I'll be reading a snippet from Tragédie in Works in progress: other times on 19 January. Makes me a tad nervous - nobody but my uni colleagues have heard or read it before.

Then on 22 January I'm part of a panel (in excellent company) called Truth, dare and promises: issues in youth literature. Here's the blurb:
Could Young Adult fiction be better described as ‘trauma’ fiction? Has it become too dark, or has it always been that way? If pressure on some writers, by agents and publishers, to ‘de-gay’ their characters is just about increasing sales potential, is this homophobic? Have supernatural themes gone too far? What ‘facts of life’ should young people be exposed to?
Sounds pretty good, eh? Wish I could just go along and listen but instead I'll be trying to either get a word in edgeways or sound like I know what I'm talking about.

Residencies
Right now I'm blogging as the author in residence on inside a dog, the teen reading website of the State Library of Victoria. (That's where I work part-time, too - but the residency is part of my author life, not my day job. I know. It's complicated.

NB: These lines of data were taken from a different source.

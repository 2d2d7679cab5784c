//! Main application UI and state management.
//! Dashboard, study session, and per-deck statistics screens.

use std::sync::{Arc, Mutex};

use chrono::{Local, TimeZone};
use eframe::egui;
use rusqlite::Connection;
use uuid::Uuid;

use crate::database::db;
use crate::error::AppError;
use crate::export::json::{export_json_to_path, import_json};
use crate::models::scheduler::{self, DAY_MS, Difficulty};
use crate::models::{Card, Deck, StudySession, UserSettings};

/// Application screen states
#[derive(Default)]
enum AppScreen {
    #[default]
    Dashboard,
    Study,
    DeckStats,
}

/// Main application state
pub struct CardifyApp {
    show_confirmation_dialog: bool,
    allowed_to_close: bool,

    decks: Vec<Deck>,
    settings: UserSettings,
    selected_deck_index: Option<usize>,

    new_deck_title: String,
    new_deck_description: String,
    new_deck_source_lang: String,
    new_deck_target_lang: String,

    new_card_front: String,
    new_card_back: String,

    conn: Arc<Mutex<Connection>>,

    current_screen: AppScreen,
    study_session: Option<StudySession>,
    stats_deck_index: Option<usize>,

    show_export_dialog: bool,
    pending_delete: Option<usize>,
    show_result_dialog: bool,
    result_message: String,
}

/// Human-friendly "last studied" description for the deck list.
fn format_last_studied(timestamp: Option<i64>) -> String {
    let Some(ts) = timestamp else {
        return "Never".to_string();
    };
    let Some(date) = Local.timestamp_millis_opt(ts).earliest() else {
        return "Never".to_string();
    };

    let days = (Local::now().date_naive() - date.date_naive()).num_days();
    match days {
        0 => "Today".to_string(),
        1 => "Yesterday".to_string(),
        2..=6 => format!("{days} days ago"),
        _ => date.format("%Y-%m-%d").to_string(),
    }
}

fn format_due(card: &Card, now: i64) -> String {
    if card.due_date <= now {
        return "due now".to_string();
    }
    let days = (card.due_date - now + DAY_MS - 1) / DAY_MS;
    if days == 1 {
        "due tomorrow".to_string()
    } else {
        format!("due in {days} days")
    }
}
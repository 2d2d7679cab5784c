//! User-level settings and study-streak bookkeeping.
//!
//! Streaks advance at local-midnight granularity: studying on consecutive
//! days increments the count, a same-day session changes nothing, and a
//! gap resets to 1.

use chrono::{Local, TimeZone};
use serde::{Deserialize, Serialize};

use super::scheduler::DAY_MS;

#[derive(Clone, Copy, Debug, Default, PartialEq, Eq, Serialize, Deserialize)]
#[serde(rename_all = "lowercase")]
pub enum Theme {
    Light,
    Dark,
    #[default]
    System,
}

#[derive(Clone, Debug, Default, Serialize, Deserialize)]
#[serde(default)]
pub struct UserSettings {
    pub streak_count: u32,
    /// Local midnight (Unix milliseconds) of the last day with a review.
    pub last_study_date: Option<i64>,
    pub total_cards_studied: u64,
    pub theme: Theme,
}

impl UserSettings {
    /// Records a study event on the day starting at `today` (a local
    /// midnight in Unix milliseconds) and returns the new streak count.
    pub fn update_streak(&mut self, today: i64) -> u32 {
        let yesterday = today - DAY_MS;
        self.streak_count = match self.last_study_date {
            None => 1,
            Some(last) if last == today => self.streak_count,
            Some(last) if last == yesterday => self.streak_count + 1,
            Some(_) => 1,
        };
        self.last_study_date = Some(today);
        self.streak_count
    }
}

/// Local midnight of the day containing `now`, in Unix milliseconds.
pub fn local_midnight_millis(now: i64) -> i64 {
    let fallback = now - now.rem_euclid(DAY_MS);
    let Some(local) = Local.timestamp_millis_opt(now).earliest() else {
        return fallback;
    };
    local
        .date_naive()
        .and_hms_opt(0, 0, 0)
        .and_then(|midnight| Local.from_local_datetime(&midnight).earliest())
        .map(|dt| dt.timestamp_millis())
        .unwrap_or(fallback)
}
use super::contract::SecretKind;
use super::types::{ChannelId, ContractId, NodeId, TransactionId};
use std::collections::{BTreeMap, VecDeque};
use tracing::trace;

/// Work deferred to a block height. Events are plain data, the network decides
/// what firing one means.
#[derive(Clone, Debug, PartialEq, Eq)]
pub enum TimerEvent {
    /// Resolve the contract to its default outcome if it is still pending.
    ContractExpiry {
        channel_id: ChannelId,
        contract_id: ContractId,
    },
    /// A receiver that chose to wait reveals one of its secrets.
    RevealSecret {
        node: NodeId,
        transaction_id: TransactionId,
        kind: SecretKind,
    },
    /// The dispute window of a unilateral close has elapsed.
    FinalizeClose { channel_id: ChannelId },
}

#[derive(Clone, Debug, PartialEq, Eq)]
pub struct TimerEntry {
    pub trigger_height: u64,
    pub event: TimerEvent,
}

#[derive(Debug, Default, Clone)]
pub struct Timer {
    queue: BTreeMap<u64, VecDeque<TimerEvent>>,
}

impl Timer {
    pub fn new() -> Self {
        Self::default()
    }

    pub fn schedule(&mut self, trigger_height: u64, event: TimerEvent) {
        trace!("Scheduling {:?} at block {}", event, trigger_height);
        self.queue.entry(trigger_height).or_default().push_back(event);
    }

    /// Removes every entry due at or before `height`, lowest height first and in
    /// registration order within a height.
    pub fn take_due(&mut self, height: u64) -> Vec<TimerEntry> {
        let later = self.queue.split_off(&(height + 1));
        let due = std::mem::replace(&mut self.queue, later);
        due.into_iter()
            .flat_map(|(trigger_height, events)| {
                events.into_iter().map(move |event| TimerEntry {
                    trigger_height,
                    event,
                })
            })
            .collect()
    }

    pub fn next_trigger_height(&self) -> Option<u64> {
        self.queue.keys().next().copied()
    }

    pub fn len(&self) -> usize {
        self.queue.values().map(VecDeque::len).sum()
    }

    pub fn is_empty(&self) -> bool {
        self.queue.is_empty()
    }

    pub fn reset(&mut self) {
        self.queue.clear();
    }
}
use super::contract::{ContractKind, SecretKind};
use super::fee::FeePolicy;
use super::hash_algorithm::HashAlgorithm;
use super::types::{ChannelId, ContractId, Hash256, NodeId, TransactionId};
use rand::RngCore;
use serde::{Deserialize, Serialize};
use std::collections::{BTreeMap, HashMap};
use strum::Display;
use tracing::{debug, error, trace};

/// How a node behaves when it is the receiver of a payment whose contracts are in place.
#[derive(Copy, Clone, Debug, Default, PartialEq, Eq, Serialize, Deserialize)]
#[serde(rename_all = "snake_case")]
pub enum ReceiverPolicy {
    /// Reveal the success secret at once.
    #[default]
    Claim,
    /// Reveal the success secret after the given number of blocks.
    ClaimAfter(u64),
    /// Reveal the cancellation secret at once.
    Cancel,
    CancelAfter(u64),
    /// Never reveal anything and let every contract run into its deadline.
    Hold,
}

#[derive(Copy, Clone, Debug, PartialEq, Eq, Serialize, Deserialize, Display)]
pub enum PaymentRole {
    Sender,
    Intermediary,
    Receiver,
}

#[derive(Copy, Clone, Debug, PartialEq, Eq, Serialize, Deserialize, Display)]
pub enum PaymentStatus {
    /// Contracts are being built along the route.
    Constructing,
    /// Every pass completed, the payment waits for a secret or for expiry.
    Armed,
    Succeeded,
    Cancelled,
    /// The contracts of this node ran into their deadlines.
    Expired,
    /// Construction was declined and unwound.
    Failed,
}

impl PaymentStatus {
    pub fn is_final(&self) -> bool {
        matches!(
            self,
            PaymentStatus::Succeeded
                | PaymentStatus::Cancelled
                | PaymentStatus::Expired
                | PaymentStatus::Failed
        )
    }
}

/// A contract of a transaction as one of its two parties sees it.
#[derive(Copy, Clone, Debug, PartialEq, Eq, Serialize, Deserialize)]
pub struct ContractRef {
    pub channel_id: ChannelId,
    pub contract_id: ContractId,
    pub kind: ContractKind,
    /// Whether the node owning this reference is the payer of the contract.
    pub is_payer: bool,
}

/// What a node remembers about one multi-hop payment it takes part in.
#[derive(Clone, Debug, PartialEq, Eq, Serialize, Deserialize)]
pub struct TransactionContext {
    pub transaction_id: TransactionId,
    pub role: PaymentRole,
    pub status: PaymentStatus,
    pub hash_x: Hash256,
    pub hash_r: Hash256,
    pub hash_algorithm: HashAlgorithm,
    pub upstream: Option<NodeId>,
    pub downstream: Option<NodeId>,
    /// What this node receives from upstream, the payment amount for the sender.
    pub amount_in: u128,
    /// What this node forwards downstream, zero for the receiver.
    pub amount_out: u128,
    pub contracts: Vec<ContractRef>,
}

impl TransactionContext {
    pub fn commitment(&self, kind: SecretKind) -> Hash256 {
        match kind {
            SecretKind::Success => self.hash_x,
            SecretKind::Cancellation => self.hash_r,
        }
    }

    /// Which secret `secret` opens, if any.
    pub fn secret_kind_of(&self, secret: &Hash256) -> Option<SecretKind> {
        let commitment = self.hash_algorithm.commit(secret);
        if commitment == self.hash_x {
            Some(SecretKind::Success)
        } else if commitment == self.hash_r {
            Some(SecretKind::Cancellation)
        } else {
            None
        }
    }

    pub fn peers(&self) -> impl Iterator<Item = NodeId> {
        self.upstream.into_iter().chain(self.downstream)
    }

    pub fn contract(&self, kind: ContractKind, is_payer: bool) -> Option<&ContractRef> {
        self.contracts
            .iter()
            .find(|c| c.kind == kind && c.is_payer == is_payer)
    }
}

/// A fresh secret pair and its commitments: `(x, r, hash_x, hash_r)`.
pub fn generate_secret_pair(
    hash_algorithm: HashAlgorithm,
) -> (Hash256, Hash256, Hash256, Hash256) {
    let mut rng = rand::thread_rng();
    loop {
        let mut x = [0u8; 32];
        let mut r = [0u8; 32];
        rng.fill_bytes(&mut x);
        rng.fill_bytes(&mut r);
        let (x, r) = (Hash256::from(x), Hash256::from(r));
        let (hash_x, hash_r) = (hash_algorithm.commit(&x), hash_algorithm.commit(&r));
        if hash_x != hash_r {
            return (x, r, hash_x, hash_r);
        }
    }
}

/// A protocol participant. Channels are referenced by id, the network owns them.
#[derive(Clone, Debug)]
pub struct Node {
    id: NodeId,
    channels: BTreeMap<NodeId, ChannelId>,
    secrets: HashMap<Hash256, Hash256>,
    locked_funds: u128,
    transactions: BTreeMap<TransactionId, TransactionContext>,
    fee_policy: FeePolicy,
    receiver_policy: ReceiverPolicy,
}

impl Node {
    pub fn new(id: NodeId, fee_policy: FeePolicy) -> Self {
        Self {
            id,
            channels: BTreeMap::new(),
            secrets: HashMap::new(),
            locked_funds: 0,
            transactions: BTreeMap::new(),
            fee_policy,
            receiver_policy: ReceiverPolicy::default(),
        }
    }

    pub fn id(&self) -> NodeId {
        self.id
    }

    pub fn fee_policy(&self) -> FeePolicy {
        self.fee_policy
    }

    pub fn set_fee_policy(&mut self, fee_policy: FeePolicy) {
        self.fee_policy = fee_policy;
    }

    pub fn receiver_policy(&self) -> ReceiverPolicy {
        self.receiver_policy
    }

    pub fn set_receiver_policy(&mut self, policy: ReceiverPolicy) {
        self.receiver_policy = policy;
    }

    /// The channel shared with `peer`, the latest one if there were several.
    pub fn channel_with(&self, peer: NodeId) -> Option<ChannelId> {
        self.channels.get(&peer).copied()
    }

    pub fn channels(&self) -> impl Iterator<Item = (&NodeId, &ChannelId)> {
        self.channels.iter()
    }

    pub(crate) fn add_channel(&mut self, peer: NodeId, channel_id: ChannelId) {
        self.channels.insert(peer, channel_id);
    }

    /// Creates the two secrets of a payment this node receives and keeps them.
    pub(crate) fn generate_secrets(&mut self, hash_algorithm: HashAlgorithm) -> (Hash256, Hash256) {
        let (x, r, hash_x, hash_r) = generate_secret_pair(hash_algorithm);
        self.secrets.insert(hash_x, x);
        self.secrets.insert(hash_r, r);
        trace!("{} generated commitments {:?} and {:?}", self.id, hash_x, hash_r);
        (hash_x, hash_r)
    }

    /// Returns whether the secret was new to this node.
    pub(crate) fn learn_secret(&mut self, commitment: Hash256, secret: Hash256) -> bool {
        if self.secrets.contains_key(&commitment) {
            return false;
        }
        debug!("{} learned the secret of {:?}", self.id, commitment);
        self.secrets.insert(commitment, secret);
        true
    }

    pub fn knows(&self, commitment: &Hash256) -> bool {
        self.secrets.contains_key(commitment)
    }

    pub fn secret_for(&self, commitment: &Hash256) -> Option<Hash256> {
        self.secrets.get(commitment).copied()
    }

    pub fn locked_funds(&self) -> u128 {
        self.locked_funds
    }

    pub(crate) fn lock_funds(&mut self, amount: u128) {
        self.locked_funds += amount;
    }

    /// Releases `amount` of the locked funds. Returns false, releasing nothing, when
    /// less than `amount` is locked.
    pub(crate) fn unlock_funds(&mut self, amount: u128) -> bool {
        match self.locked_funds.checked_sub(amount) {
            Some(locked) => {
                self.locked_funds = locked;
                true
            }
            None => {
                error!(
                    "{} would unlock {} with only {} locked",
                    self.id, amount, self.locked_funds
                );
                false
            }
        }
    }

    pub fn transaction(&self, transaction_id: TransactionId) -> Option<&TransactionContext> {
        self.transactions.get(&transaction_id)
    }

    pub fn transactions(&self) -> impl Iterator<Item = &TransactionContext> {
        self.transactions.values()
    }

    pub(crate) fn transaction_mut(
        &mut self,
        transaction_id: TransactionId,
    ) -> Option<&mut TransactionContext> {
        self.transactions.get_mut(&transaction_id)
    }

    pub(crate) fn insert_transaction(&mut self, context: TransactionContext) {
        self.transactions.insert(context.transaction_id, context);
    }

    /// Moves a transaction to `status` unless it already reached a final one.
    pub(crate) fn update_status(&mut self, transaction_id: TransactionId, status: PaymentStatus) {
        if let Some(context) = self.transactions.get_mut(&transaction_id) {
            if !context.status.is_final() && context.status != status {
                debug!(
                    "{} {} {} -> {}",
                    self.id, transaction_id, context.status, status
                );
                context.status = status;
            }
        }
    }
}
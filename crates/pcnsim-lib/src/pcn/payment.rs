//! The multi-hop payment protocol.
//!
//! A payment is built as a chain of per-hop contracts that share the receiver's two
//! commitments. In the default two-pass mode the cancellation contracts are built
//! from the receiver back to the sender first, then the forward contracts from the
//! sender to the receiver. A hop that cannot admit its contract declines, and every
//! node upstream of it invalidates the contract it built for this attempt. Once every
//! pass is complete the receiver acts according to its policy, and a revealed secret
//! travels hop by hop, each node resolving its own contracts before telling its peers.

use super::channel::ChannelError;
use super::contract::{Contract, ContractError, ContractKind, ContractParams, SecretKind};
use super::fee::calculate_griefing_penalty;
use super::graph::PathFindError;
use super::hash_algorithm::HashAlgorithm;
use super::network::Network;
use super::node::{PaymentRole, PaymentStatus, ReceiverPolicy, TransactionContext};
use super::timer::TimerEvent;
use super::types::{ChannelId, ContractId, Hash256, NodeId, TransactionId};
use serde::{Deserialize, Serialize};
use std::collections::HashSet;
use thiserror::Error;
use tracing::{debug, info, warn};

#[derive(Error, Debug, Clone, PartialEq, Eq)]
pub enum PaymentError {
    #[error("Invalid payment request: {0}")]
    InvalidRequest(String),
    #[error("Invalid route: {0}")]
    InvalidRoute(String),
    #[error("Unknown node: {0}")]
    UnknownNode(NodeId),
    #[error("No open channel between {0} and {1}")]
    NoChannel(NodeId, NodeId),
    #[error("{node} declined the contract of hop {hop}: {source}")]
    Declined {
        node: NodeId,
        hop: usize,
        source: ChannelError,
    },
    #[error("{node} would forward {outgoing} against {incoming} committed upstream")]
    Uncollateralized {
        node: NodeId,
        incoming: u128,
        outgoing: u128,
    },
    #[error("{0} has no context for {1}")]
    UnknownTransaction(NodeId, TransactionId),
    #[error("{node} does not hold the secret of {commitment:?}")]
    MissingSecret { node: NodeId, commitment: Hash256 },
    #[error("Fee error: {0}")]
    Fee(String),
    #[error("Network halted after a fatal error: {0}")]
    Halted(String),
    #[error(transparent)]
    PathFind(#[from] PathFindError),
    #[error(transparent)]
    Channel(#[from] ChannelError),
    #[error(transparent)]
    Contract(#[from] ContractError),
}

So over there you can find me rambling on about writing and reading and other stuff for the rest of January. Go take a look. Even if you're not a teen reader. You know you want to.

Now some residency announcements.

I feel both honoured and very lucky to have been awarded residency fellowships for 2012 by Varuna Writers' House and the May Gibbs Children's Literature Trust.

Both are precious and named in honour of some of the country's best loved writers. Varuna is Australia's national residential writers' house in the former home of writers Dr Eric Dark and Eleanor Dark, author of The Timeless Land. Varuna is in the Blue Mountains, and I'll be there in April working on Tragédie


The May Gibbs Children's Literature Trust supports writers and illustrators of books for children and young people by providing residencies in apartments in Adelaide, Brisbane and Canberra. Its purpose is:
... to ensure that the high quality of work attained by May Gibbs in her time is achieved by contemporary Austrailan children's authors and illustrators; that they are able to retain the Australian voice and to develop the literary heritage of the future.
What better?

Thanks to the Trust, I'll be spending a month in Brisbane working furiously on The Sultan's Eyes over April/May.

So it's a big year. And we're only three weeks into it.